Livingston Enterprises, Inc. was a computer networking company.

== History ==
Livingston was founded in 1986.

It was involved in a legal case against USRobotics.
=== Acquisition by Lucent ===
The company was acquired by Lucent Technologies in 1997.

== Products ==

=== RADIUS ===
Livingston was the original author of the RADIUS standard for authentication.
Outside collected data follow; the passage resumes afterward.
#[cfg(test)]
mod tests {
    use super::*;
    use crate::client::stubs::{stub_registry, StubIam};
    use std::collections::HashMap;
    use std::sync::Arc;

    fn sample_policy() -> String {
        r#"{"Version":"2012-10-17","Statement":[{"Effect":"Allow","Principal":{"Service":"ec2.amazonaws.com"},"Action":"sts:AssumeRole"}]}"#
            .to_string()
    }

    fn sample_role(name: &str) -> Role {
        Role {
            name: name.to_string(),
            role_id: "AROAEXAMPLEID".to_string(),
            arn: format!("arn:aws:iam::123456789012:role/{}", name),
            path: "/".to_string(),
            create_date: "2026-08-29T10:00:00Z".to_string(),
            assume_role_policy: sample_policy(),
            description: None,
            max_session_duration: Some(3600),
            tags: HashMap::new(),
        }
    }

    fn valid_config(name: &str) -> Config {
        let mut config = Config::new();
        config.set_string("name", name);
        config.set_string("assume_role_policy", sample_policy());
        config
    }

    fn resource_with(iam: StubIam) -> (IamRoleResource, Arc<StubIam>) {
        let iam = Arc::new(iam);
        let mut registry = stub_registry();
        registry.iam = iam.clone();
        let resource = IamRoleResource::new(registry).with_propagation(
            RetryPolicy::new(Duration::from_millis(200)).with_backoff(
                Duration::from_millis(1),
                Duration::from_millis(5),
            ),
        );
        (resource, iam)
    }

    #[tokio::test]
    async fn create_returns_computed_state() {
        let iam = StubIam::default();
        iam.create_role.push(Ok(sample_role("deploy")));
        let (resource, _) = resource_with(iam);

        let state = resource.create(valid_config("deploy")).await.unwrap();

        assert_eq!(state.id().unwrap(), "deploy");
        assert_eq!(
            state.get_string("arn").unwrap(),
            "arn:aws:iam::123456789012:role/deploy"
        );
        assert_eq!(state.get_string("unique_id").unwrap(), "AROAEXAMPLEID");
        assert_eq!(state.get_string("path").unwrap(), "/");
    }

    #[tokio::test]
    async fn create_retries_through_propagation_failures() {
        let iam = StubIam::default();
        iam.create_role.push(Err(AwsError::Propagation {
            message: "Invalid principal in policy".to_string(),
        }));
        iam.create_role.push(Err(AwsError::Propagation {
            message: "Invalid principal in policy".to_string(),
        }));
        iam.create_role.push(Ok(sample_role("deploy")));
        let (resource, iam) = resource_with(iam);

        let state = resource.create(valid_config("deploy")).await.unwrap();

        assert_eq!(state.id().unwrap(), "deploy");
        assert_eq!(iam.create_role.calls(), 3);
    }

    #[tokio::test]
    async fn create_does_not_retry_plain_api_errors() {
        let iam = StubIam::default();
        iam.create_role.push(Err(AwsError::Api {
            code: "EntityAlreadyExists".to_string(),
            message: "Role with name deploy already exists".to_string(),
        }));
        let (resource, iam) = resource_with(iam);

        let err = resource.create(valid_config("deploy")).await.unwrap_err();

        assert!(err.to_string().contains("creating IAM role deploy"));
        assert_eq!(iam.create_role.calls(), 1);
    }

    #[tokio::test]
    async fn create_rejects_invalid_name_without_calling_remote() {
        let iam = StubIam::default();
        let (resource, iam) = resource_with(iam);
        let mut config = valid_config("bad name with spaces");

        let err = resource.create(config.clone()).await.unwrap_err();
        assert!(err.to_string().contains("name"));

        config.set_string("name", "x".repeat(70));
        let err = resource.create(config).await.unwrap_err();
        assert!(err.to_string().contains("64"));

        assert_eq!(iam.create_role.calls(), 0);
    }

    #[tokio::test]
    async fn read_missing_role_returns_none() {
        let iam = StubIam::default();
        iam.get_role.push(Err(AwsError::NotFound {
            message: "role deploy not found".to_string(),
        }));
        let (resource, _) = resource_with(iam);
        let state = IamRoleResource::role_to_state(&sample_role("deploy"));

        assert!(resource.read(state).await.unwrap().is_none());
    }

    #[tokio::test]
    async fn update_skips_policy_call_for_reordered_json() {
        let iam = StubIam::default();
        iam.get_role.push(Ok(sample_role("deploy")));
        let (resource, iam) = resource_with(iam);

        let prior = IamRoleResource::role_to_state(&sample_role("deploy"));
        let mut config = valid_config("deploy");
        // Same document, different key order.
        config.set_string(
            "assume_role_policy",
            r#"{"Statement":[{"Action":"sts:AssumeRole","Effect":"Allow","Principal":{"Service":"ec2.amazonaws.com"}}],"Version":"2012-10-17"}"#,
        );

        resource.update(prior, config).await.unwrap();

        assert_eq!(iam.update_assume_role_policy.calls(), 0);
        assert_eq!(iam.update_role.calls(), 0);
    }

    #[tokio::test]
    async fn update_clears_removed_description() {
        let iam = StubIam::default();
        let mut refreshed = sample_role("deploy");
        refreshed.description = None;
        iam.get_role.push(Ok(refreshed));
        let (resource, iam) = resource_with(iam);

        let mut remote = sample_role("deploy");
        remote.description = Some("legacy deploy role".to_string());
        let prior = IamRoleResource::role_to_state(&remote);
        let config = valid_config("deploy");

        let state = resource.update(prior, config).await.unwrap();

        let updates = iam.role_updates.lock().unwrap();
        assert_eq!(updates.as_slice(), &[(None, Some(3600))]);
        assert!(state.optional_string("description").unwrap().is_none());
    }

    #[tokio::test]
    async fn update_reconciles_tags() {
        let iam = StubIam::default();
        iam.get_role.push(Ok(sample_role("deploy")));
        let (resource, iam) = resource_with(iam);

        let mut remote = sample_role("deploy");
        remote.tags =
            HashMap::from([("env".to_string(), "dev".to_string()), ("team".to_string(), "infra".to_string())]);
        let prior = IamRoleResource::role_to_state(&remote);

        let mut config = valid_config("deploy");
        let desired = HashMap::from([("env".to_string(), "prod".to_string())]);
        config.set_string_map("tags", &desired);

        resource.update(prior, config).await.unwrap();

        let untagged = iam.untagged.lock().unwrap();
        assert_eq!(untagged.as_slice(), &[vec!["team".to_string()]]);
        let tagged = iam.tagged.lock().unwrap();
        assert_eq!(tagged.as_slice(), &[desired]);
    }

    #[tokio::test]
    async fn delete_tolerates_already_deleted() {
        let iam = StubIam::default();
        iam.delete_role.push(Err(AwsError::NotFound {
            message: "role deploy not found".to_string(),
        }));
        let (resource, _) = resource_with(iam);
        let state = IamRoleResource::role_to_state(&sample_role("deploy"));

        resource.delete(state).await.unwrap();
    }

    #[test]
    fn name_and_path_force_replacement() {
        let schema = IamRoleResource::schema_static();
        assert!(schema.attributes.get("name").unwrap().force_new);
        assert!(schema.attributes.get("path").unwrap().force_new);
        assert!(!schema.attributes.get("description").unwrap().force_new);
    }
}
The open source FreeRADIUS implementation that is being developed since 1999 has a syntax that is similar to the original Livingston implementation.

In 1998, it released the RADIUS Accounting Billing Manager software.

=== PortMaster ===
The first product released in 1990 was the PortMaster Communications Server.

In 1995, the PortMaster Office Router was licensed to Cisco, which formed their 1020 Dial-on-Demand Asynchronous Router.

In 1996, Livingston introduced the allowlist-based internet filter ChoiceNet, which could be used on PortMaster products.

The PortMaster 4 was comparable to the Ascend Communications MAX series.